The National Employment Law Project has lined up some of Trump’s key actions on workers in 2017 and it should not surprise you to learn that his promises were lies:
January: Anti-Worker Fast-Food CEO Nominated to Lead Labor Department.The U.S. Labor Department is charged with promoting the welfare of workers, improving working conditions, and increasing opportunities for workers to earn good wages. But the Trump administration nominated Andrew Puzder, a wealthy fast-food CEO with a documented history of labor violations, anti-worker philosophy, misogyny, and sexual harassment, to fill this important post. […]
March: Drug Testing People Who Lose Their Jobs. Instead of helping people who’ve lost their jobs get back to work, congressional leadership and the Trump administration repealed a 2016 Labor Department rule, thereby making it easier for states to drug-test unemployment insurance claimants. […]
April: Endangering Worker Safety and Health. Worker safety regulations do not kill jobs, they prevent jobs from killing workers. Yet the Occupational Safety and Health Administration under President Trump bowed to industry pressure and inexplicably delayed rules intended to protect workers from exposure to deadly silica dust. Moreover, in an unprecedented move, OSHA proposed in June to strip away critical protections for construction and shipyard workers against cancer-causing beryllium. […]
June: A Pay Cut. The Trump Labor Department’s Wage and Hour Division pre-announced an effort to roll back the 2016 overtime rules that promised to give 4.2 million workers around the country a long-overdue raise or more time with their families. […]
August: Invalidating Tools to Identify Gender and Race-Based Pay Gaps. In a move that undermines pay-practice transparency, which is the first step in eliminating gender- and race-based pay gaps, the White House in August halted an Equal Employment Opportunity Commission initiative to collect better data on what companies pay workers by race and gender. […]

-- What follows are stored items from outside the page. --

//! Internal design-token vocabulary and the pre-migration class names.
//!
//! The vocabulary is every token name the internal design system defines,
//! including names the external tables do not map yet.

use super::TokenCategory;

const SPACING: &[&str] = &[
    "0", "1", "2", "3", "4", "5", "6", "7", "8", "9", "10", "11", "12", "13", "14", "15", "16",
    "17", "18", "19", "20", "24", "28", "32", "36", "40", "44", "48", "52", "56", "60", "64",
    "72", "80", "96",
];

const COLOR: &[&str] = &[
    "background",
    "foreground",
    "card",
    "card-foreground",
    "popover",
    "popover-foreground",
    "primary",
    "primary-foreground",
    "secondary",
    "secondary-foreground",
    "muted",
    "muted-foreground",
    "accent",
    "accent-foreground",
    "destructive",
    "destructive-foreground",
    "success",
    "success-foreground",
    "warning",
    "warning-foreground",
    "info",
    "info-foreground",
    "border",
    "input",
    "ring",
];

const TYPOGRAPHY: &[&str] = &[
    "xs", "sm", "base", "lg", "xl", "2xl", "3xl", "4xl", "5xl", "6xl", "7xl", "8xl", "9xl",
];

const BORDER_RADIUS: &[&str] = &["none", "sm", "md", "lg", "xl", "2xl", "3xl", "full"];

const SHADOW: &[&str] = &["none", "sm", "md", "lg", "xl", "2xl", "inner"];

const BUTTON_HEIGHT: &[(&str, &str)] = &[
    ("button-sm", "44px"),
    ("button-md", "48px"),
    ("button-lg", "56px"),
    ("button-xl", "64px"),
];

const INPUT_HEIGHT: &[(&str, &str)] = &[("input-md", "56px"), ("input-lg", "64px")];

const CARD_PADDING: &[(&str, &str)] = &[("card-sm", "32px"), ("card-md", "40px"), ("card-lg", "48px")];

const SECTION_PADDING: &[(&str, &str)] = &[
    ("section-sm", "64px"),
    ("section-md", "80px"),
    ("section-lg", "96px"),
];

const GAP: &[(&str, &str)] = &[("component", "16px"), ("section", "24px"), ("layout", "32px")];

fn sized(category: TokenCategory) -> Option<&'static [(&'static str, &'static str)]> {
    match category {
        TokenCategory::ButtonHeight => Some(BUTTON_HEIGHT),
        TokenCategory::InputHeight => Some(INPUT_HEIGHT),
        TokenCategory::CardPadding => Some(CARD_PADDING),
        TokenCategory::SectionPadding => Some(SECTION_PADDING),
        TokenCategory::Gap => Some(GAP),
        _ => None,
    }
}

/// Every internal token name of `category`, in declaration order.
pub fn vocabulary(category: TokenCategory) -> Vec<&'static str> {
    let plain: &[&str] = match category {
        TokenCategory::Spacing => SPACING,
        TokenCategory::Color => COLOR,
        TokenCategory::Typography => TYPOGRAPHY,
        TokenCategory::BorderRadius => BORDER_RADIUS,
        TokenCategory::Shadow => SHADOW,
        _ => &[],
    };
    match sized(category) {
        Some(entries) => entries.iter().map(|(name, _)| *name).collect(),
        None => plain.to_vec(),
    }
}

/// Pixel size the internal system assigns to a component token.
///
/// Only component categories carry fixed sizes; other categories return
/// `None`.
pub fn component_size(category: TokenCategory, name: &str) -> Option<&'static str> {
    sized(category)?
        .iter()
        .find(|(token, _)| *token == name)
        .map(|(_, size)| *size)
}

/// Class name the internal system generated before migration.
///
/// Color tokens are used as bare semantic names.
pub fn internal_class(category: TokenCategory, name: &str) -> String {
    match category {
        TokenCategory::Spacing => format!("spacing-{name}"),
        TokenCategory::Color => name.to_string(),
        TokenCategory::Typography => format!("text-{name}"),
        TokenCategory::BorderRadius => format!("rounded-{name}"),
        TokenCategory::Shadow => format!("shadow-{name}"),
        TokenCategory::ButtonHeight | TokenCategory::InputHeight => format!("h-{name}"),
        TokenCategory::CardPadding | TokenCategory::SectionPadding => format!("p-{name}"),
        TokenCategory::Gap => format!("gap-{name}"),
    }
}

#[cfg(test)]
mod tests {
    use super::*;

    #[test]
    fn spacing_vocabulary_extends_past_the_table() {
        let spacing = vocabulary(TokenCategory::Spacing);
        assert_eq!(spacing.len(), 35);
        assert!(spacing.contains(&"13"));
        assert!(spacing.contains(&"96"));
    }

    #[test]
    fn every_category_has_a_vocabulary() {
        for &category in TokenCategory::all() {
            assert!(!vocabulary(category).is_empty(), "{category}");
        }
    }

    #[test]
    fn internal_classes_use_legacy_prefixes() {
        assert_eq!(internal_class(TokenCategory::Spacing, "4"), "spacing-4");
        assert_eq!(internal_class(TokenCategory::Typography, "lg"), "text-lg");
        assert_eq!(internal_class(TokenCategory::BorderRadius, "md"), "rounded-md");
        assert_eq!(internal_class(TokenCategory::Shadow, "sm"), "shadow-sm");
        assert_eq!(internal_class(TokenCategory::ButtonHeight, "button-md"), "h-button-md");
        assert_eq!(internal_class(TokenCategory::CardPadding, "card-md"), "p-card-md");
        assert_eq!(internal_class(TokenCategory::Gap, "section"), "gap-section");
        assert_eq!(internal_class(TokenCategory::Color, "primary"), "primary");
    }

    #[test]
    fn component_sizes() {
        assert_eq!(component_size(TokenCategory::ButtonHeight, "button-sm"), Some("44px"));
        assert_eq!(component_size(TokenCategory::Gap, "layout"), Some("32px"));
        assert_eq!(component_size(TokenCategory::ButtonHeight, "button-xxl"), None);
        assert_eq!(component_size(TokenCategory::Spacing, "4"), None);
    }
}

December: Taking Workers’ Tips. Many workers in service industries like restaurants depend on tips to get by. The Labor Department has now proposed rescinding a rule that ensured that tips belong to workers. This proposal would give employers the chance to redistribute and even steal a portion of tips. It’s a prime example of an attempt to redistribute money from working people to employers, including large corporations.